World
Heatwave forces Britain and France schools to rethink classroom cooling
More than 800 schools in France shut on Monday June 22 as temperatures climbed above 40C in parts of western Europe, while hundreds of schools in Britain sent pupils home early or closed outright because most classrooms still had no air-conditioning. Parents, teachers and local officials were forced into the same blunt choice: keep lessons going, or protect children from the heat.
In England, the Department for Education said schools should remain open where possible, but make sensible adjustments for hot weather. Those changes include altering activities, relaxing uniforms, and making sure children have shade and enough water. UK guidance also says children are more at risk of heat-related illness than adults, a warning that has taken on new weight as the Met Office issued a rare Red Extreme Heat Warning for Wednesday and Thursday, with June’s daily temperature record forecast to fall.
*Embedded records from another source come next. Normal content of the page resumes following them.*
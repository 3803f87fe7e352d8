use crate::app::App;
use eyre::{Result, WrapErr, eyre};
use smithay_client_toolkit::{
    output::OutputInfo,
    shell::{
        WaylandSurface,
        wlr_layer::{Anchor, KeyboardInteractivity, Layer, LayerSurface},
    },
    shm::slot::SlotPool,
};
use wayland_client::{
    Connection, EventQueue, backend::WaylandError, globals::registry_queue_init,
    protocol::wl_output,
};
use std::io;
use std::thread;
use std::time::Duration;

const NAMESPACE: &str = "loadscreen";

/// Create a Wayland connection with retry logic
pub fn create_wayland_connection() -> Result<Connection, wayland_client::ConnectError> {
    let mut retries = 0;
    loop {
        match Connection::connect_to_env() {
            Ok(c) => return Ok(c),
            Err(_e) if retries < 10 => {
                retries += 1;
                thread::sleep(Duration::from_millis(500));
                continue;
            }
            Err(e) => return Err(e),
        }
    }
}

/// Find the output named `target_display`, or the first output with a
/// usable size when no name is given.
pub fn find_target_output(
    app: &App,
    target_display: Option<&str>,
) -> Option<(wl_output::WlOutput, OutputInfo)> {
    for output in app.output_state.outputs() {
        let Some(info) = app.output_state.info(&output) else {
            continue;
        };
        let matches = match target_display {
            Some(target) => info.name.as_deref() == Some(target),
            None => output_dimensions(&info).is_some(),
        };
        if matches {
            log::debug!("Found target output: {}", info.name.as_deref().unwrap_or("<unnamed>"));
            return Some((output, info));
        }
    }
    None
}

/// Size of an output in the compositor's logical pixels, falling back to
/// the current mode when no logical size is advertised.
pub fn output_dimensions(info: &OutputInfo) -> Option<(i32, i32)> {
    let current_mode = info.modes.iter().find(|m| m.current).map(|m| m.dimensions);
    pick_dimensions(info.logical_size, current_mode)
}

pub fn pick_dimensions(
    logical: Option<(i32, i32)>,
    current_mode: Option<(i32, i32)>,
) -> Option<(i32, i32)> {
    let usable = |(w, h): &(i32, i32)| *w > 0 && *h > 0;
    logical.filter(usable).or(current_mode.filter(usable))
}

pub fn format_resolution((width, height): (i32, i32)) -> String {
    format!("{}x{}", width, height)
}

/// Create the full-screen overlay surface bound to `target_output`.
pub fn setup_layer_surface(
    app: &mut App,
    target_output: Option<&wl_output::WlOutput>,
    qh: &wayland_client::QueueHandle<App>,
) -> Result<(SlotPool, LayerSurface)> {
    let Some(layer_shell) = app.layer_shell.as_ref() else {
        return Err(eyre!("compositor does not support wlr-layer-shell"));
    };
    let pool = SlotPool::new(2 * 1024 * 1024, &app.shm)?;
    let surface = app.compositor_state.create_surface(qh);

    let layer = layer_shell.create_layer_surface(
        qh,
        surface,
        Layer::Overlay,
        Some(NAMESPACE),
        target_output,
    );

    layer.set_anchor(Anchor::TOP | Anchor::BOTTOM | Anchor::LEFT | Anchor::RIGHT);
    layer.set_exclusive_zone(-1);
    layer.set_keyboard_interactivity(KeyboardInteractivity::None);
    layer.commit();

    Ok((pool, layer))
}

/// A compositor connection with its output list populated.
pub struct WaylandSession {
    pub conn: Connection,
    pub event_queue: EventQueue<App>,
    pub app: App,
}

impl WaylandSession {
    pub fn connect(target_display: Option<&str>) -> Result<Self> {
        let conn = create_wayland_connection()
            .wrap_err("failed to connect to the Wayland compositor")?;
        let (globals, mut event_queue) =
            registry_queue_init(&conn).wrap_err("failed to read Wayland globals")?;
        let qh = event_queue.handle();
        let mut app = App::bind(&globals, &qh, target_display.map(str::to_string))?;

        // First roundtrip binds the outputs, the second delivers their info
        event_queue.roundtrip(&mut app)?;
        event_queue.roundtrip(&mut app)?;

        Ok(Self { conn, event_queue, app })
    }

    pub fn target_output(&self) -> Option<(wl_output::WlOutput, OutputInfo)> {
        find_target_output(&self.app, self.app.target_display_name.as_deref())
    }

    /// `WIDTHxHEIGHT` of the target output.
    pub fn resolution(&self) -> Result<String> {
        let (_, info) = self.target_output().ok_or_else(|| match &self.app.target_display_name {
            Some(name) => eyre!("output '{}' not found", name),
            None => eyre!("no output with a known size"),
        })?;
        let dimensions = output_dimensions(&info)
            .ok_or_else(|| {
                eyre!("output {} reports no size", info.name.as_deref().unwrap_or("<unnamed>"))
            })?;

        let resolution = format_resolution(dimensions);
        log::info!(
            "Window detected on output {} at resolution {}",
            info.name.as_deref().unwrap_or("<unnamed>"),
            resolution
        );
        Ok(resolution)
    }

    /// Read and dispatch whatever the compositor has sent, without blocking.
    pub fn dispatch_nonblocking(&mut self) -> Result<()> {
        self.conn.flush()?;
        if let Some(guard) = self.event_queue.prepare_read() {
            match guard.read() {
                Ok(_) => {}
                Err(WaylandError::Io(e)) if e.kind() == io::ErrorKind::WouldBlock => {}
                Err(e) => return Err(e.into()),
            }
        }
        self.event_queue.dispatch_pending(&mut self.app)?;
        Ok(())
    }

    /// Block until the layer surface is configured or closed.
    pub fn wait_for_configure(&mut self, retries: usize) -> Result<()> {
        for _ in 0..retries {
            if self.app.is_configured() || self.app.closed {
                break;
            }
            self.event_queue.blocking_dispatch(&mut self.app)?;
        }
        Ok(())
    }
}
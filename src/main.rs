mod animation;
mod app;
mod args;
mod colour;
mod config;
mod diagnostic;
mod drawing;
mod entry;
mod handlers;
mod logging;
mod orchestrator;
mod process;
mod progress;
mod sequencer;
mod splash;
mod store;
mod wayland;

use args::Args;
use clap::Parser;
use std::process::ExitCode;

fn main() -> ExitCode {
    let args = Args::parse();
    logging::init(args.log_file.as_deref(), args.verbose);

    match orchestrator::run(&args) {
        Ok(outcome) => {
            log::debug!("Run outcome: {:?}", outcome);
            log::info!("Finished. Exiting cleanly.");
            ExitCode::SUCCESS
        }
        Err(e) => {
            log::error!("{:#}", e);
            ExitCode::FAILURE
        }
    }
}
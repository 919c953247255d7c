//! Shannon-Fano entropy coding, built for watching the algorithm work.
//!
//! Given a text, the coder counts each character, sorts the characters by decreasing frequency,
//! recursively splits that list into two halves of nearly equal weight, and gives every character
//! the path of 0s and 1s leading to it. The text is then encoded with those codes and the
//! compression figures are reported.
//!
//! Every stage is a pure function, so they can be called one at a time (see `replay`) or all
//! together:
//!
//! ```
//! use shannon_fano::compression::compress::compress;
//!
//! let coding = compress("aabc").unwrap();
//! assert_eq!(coding.encoded, "001011");
//! assert_eq!(coding.stats.compressed_size, 6);
//! ```
//!
//! From the command line:
//!
//! `$> shannon-fano -e mississippi --decode`
//!
pub mod compression;
pub mod error;
pub mod partitioning;
pub mod replay;
pub mod tools;

pub use error::{Error, Result};
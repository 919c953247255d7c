//! The replay module steps through a Shannon-Fano run one stage at a time, so each intermediate
//! result (frequencies, partitions, codes) can be shown before moving on.
//!
//! The visualizer is a small state machine over the pure coder functions. The driver here
//! advances it either when the user asks (manual) or after a fixed delay (auto). Steps are taken
//! one after another on the calling thread, so there is never more than one step pending.
//!

pub mod visualizer;

use std::io::BufRead;
use std::thread;
use std::time::Duration;

use log::{debug, info};

use crate::error::Result;
use visualizer::{Step, Visualizer};

/// How the driver moves from one step to the next
#[derive(Debug, Clone, Copy, PartialEq, Eq)]
pub enum Pacing {
    /// Wait this long before each step
    Auto(Duration),
    /// Wait for a line on the prompt reader before each step
    Manual,
}

/// Drive a started visualizer until it completes or fails. `on_step` sees the visualizer after
/// every step. Returns the number of steps taken. Once the prompt reader hits EOF, manual pacing
/// carries on without waiting.
pub fn run<R, F>(vis: &mut Visualizer, pacing: Pacing, mut prompt: R, mut on_step: F) -> Result<usize>
where
    R: BufRead,
    F: FnMut(&Visualizer),
{
    let mut steps = 0;
    let mut prompt_open = true;
    while vis.is_running() && !matches!(vis.step(), Step::Idle | Step::Complete) {
        match pacing {
            Pacing::Auto(delay) => {
                if !delay.is_zero() {
                    thread::sleep(delay);
                }
            }
            Pacing::Manual if prompt_open => {
                let mut line = String::new();
                if prompt.read_line(&mut line)? == 0 {
                    debug!("Prompt closed, continuing without waiting");
                    prompt_open = false;
                }
            }
            Pacing::Manual => {}
        }
        vis.step_forward();
        steps += 1;
        on_step(vis);
    }
    info!("Replay finished at {} after {} steps", vis.step(), steps);
    Ok(steps)
}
The Met Office heat-health alert service, run with the UK Health Security Agency and covering England only, was designed to warn of exactly this kind of sustained heat.
France has taken a similar line on keeping schools functioning, but with a harder edge when temperatures become dangerous. The education ministry said local adaptations could include closures or postponing exams as a last resort. That language landed in the middle of the baccalauréat, when the heatwave disrupted school life across the country. More than 800 schools were closed on Monday June 22, and about 1,800 more changed schedules or sent pupils home early.

The French disruptions did not start with the latest surge. Earlier in June, schools had already adjusted hours and transport was interrupted as the same heatwave spread through the country. The pressure sharpened after a 30-year-old man died near Paris during an earlier phase of the heat, a reminder that the danger extended well beyond uncomfortable classrooms. France also recorded its hottest day ever on June 24, 2026, a milestone that deepened comparisons with August 2003, still the benchmark for extreme summer heat in the country.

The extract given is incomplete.